Something more than physical sunlight streams down to Earth. In sunlight, the warm love of the Godhead can be felt. Every human being has light within which responds to the light without. But there is a mystery here. We do not always respond to the light. We do not always tend toward the light like the plants. We have free will. And sometimes we choose to ignore the light and go our own way.

When we are in a Cathedral, we see the light of the sun streaming in through the stained glass in the daytime. At night, we have to be outside to see the light streaming out from within!

And so it is with human beings. In the daytime, we take in the spiritual world in the brightness of day. It is loud here, and we often miss what the spirit is trying to say to us at any given moment. At night, in the darkness, the Spiritual world can much more easily see what is beautiful and worthy streaming out from the light of human beings sleeping.

What gets in the way of the light within us, that it does not always reach the light without? What is the darkness which causes us such chaos and confusion in our times?

We are in darkness when we are not clear. We are in darkness when we are untruthful, when we are vague, when we make assumptions or avoid thinking about the thing that is right in front of us. We are in darkness when we are full of hatred, anger or fear.

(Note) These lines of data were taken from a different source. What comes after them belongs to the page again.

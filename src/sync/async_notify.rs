//! Async notifier: a reactor handle plus a target coroutine and a
//! done-flag used to coalesce wake-ups, callable from any OS thread.
//! Reuses `event::work`'s `mio::Waker`-based cross-thread wake-up plumbing
//! rather than inventing a second one.

use std::sync::atomic::{AtomicBool, Ordering};
use std::sync::{Arc, Mutex};

use mio::Waker;

use crate::coroutine::{self, Id};
use crate::error::Result;
use crate::event::{self, Timeout};

struct Shared {
    waker: Arc<Waker>,
    completions: Arc<Mutex<Vec<Id>>>,
    done: AtomicBool,
    waiting: Mutex<Option<Id>>,
    cleanup: Mutex<Option<Box<dyn FnOnce() + Send>>>,
}

/// Created on the runtime that will wait; clone `Notifier::sender()` to
/// hand the notifying half to another thread.
pub struct AsyncNotify {
    shared: Arc<Shared>,
}

#[derive(Clone)]
pub struct NotifySender {
    shared: Arc<Shared>,
}

impl AsyncNotify {
    pub fn create() -> Result<AsyncNotify> {
        let (waker, completions) = event::with_reactor(|r| r.waker_for_work(event::WAKER_TOKEN));
        Ok(AsyncNotify {
            shared: Arc::new(Shared {
                waker,
                completions,
                done: AtomicBool::new(false),
                waiting: Mutex::new(None),
                cleanup: Mutex::new(None),
            }),
        })
    }

    pub fn sender(&self) -> NotifySender {
        NotifySender { shared: self.shared.clone() }
    }

    /// Registers a cleanup callback that fires once, the first time
    /// `wait()` observes the notifier closed.
    pub fn on_close(&self, cb: impl FnOnce() + Send + 'static) {
        *self.shared.cleanup.lock().unwrap() = Some(Box::new(cb));
    }

    /// Blocks the calling coroutine until notified (from any thread) or
    /// `timeout` elapses.
    pub fn wait(&self, timeout_ms: i64) -> Result<()> {
        if self.shared.done.swap(false, Ordering::AcqRel) {
            self.run_cleanup_if_pending();
            return Ok(());
        }
        *self.shared.waiting.lock().unwrap() = Some(coroutine::current());
        let result = event::suspend_with_timeout(Timeout::from_millis(timeout_ms));
        self.shared.waiting.lock().unwrap().take();
        self.run_cleanup_if_pending();
        result.map(|_| ())
    }

    fn run_cleanup_if_pending(&self) {
        if let Some(cb) = self.shared.cleanup.lock().unwrap().take() {
            cb();
        }
    }
}

impl NotifySender {
    /// Wakes the waiting coroutine, callable from any OS thread. Coalesces:
    /// a notify with nobody waiting yet just sets the done-flag, which the
    /// next `wait()` observes and returns from immediately.
    pub fn notify(&self) {
        self.shared.done.store(true, Ordering::Release);
        if let Some(id) = self.shared.waiting.lock().unwrap().take() {
            self.shared.completions.lock().unwrap().push(id);
            let _ = self.shared.waker.wake();
        }
    }
}

#[cfg(test)]
mod tests {
    use super::*;

    #[test]
    fn wait_returns_immediately_once_notified() {
        let notifier = AsyncNotify::create().unwrap();
        notifier.sender().notify();
        assert!(notifier.wait(0).is_ok());
    }
}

But what happens the minute we try to make sense out of what is before us? What activity of the mind starts turning when we go for precision, for clarity, when we are even willing to do a little research? What happens when we try to understand the one who is foreign to us or the one who drives us crazy? Then something begins to awaken in us which leads us towards light. The activity of trying to make sense out of what’s going on when we do not know what or why it is happening develops a capacity in us.

Every object, well-contemplated, opens up a new organ in us. ~Goethe

We are seeking the light in freedom. How can it be that the Light shines in the darkness and the darkness has not accepted it? (John 1:5) Can we find a way? Can we possibly find Christ’s light in our daylight, and return it to Him in love each night? This would bring grace upon grace to our troubled world.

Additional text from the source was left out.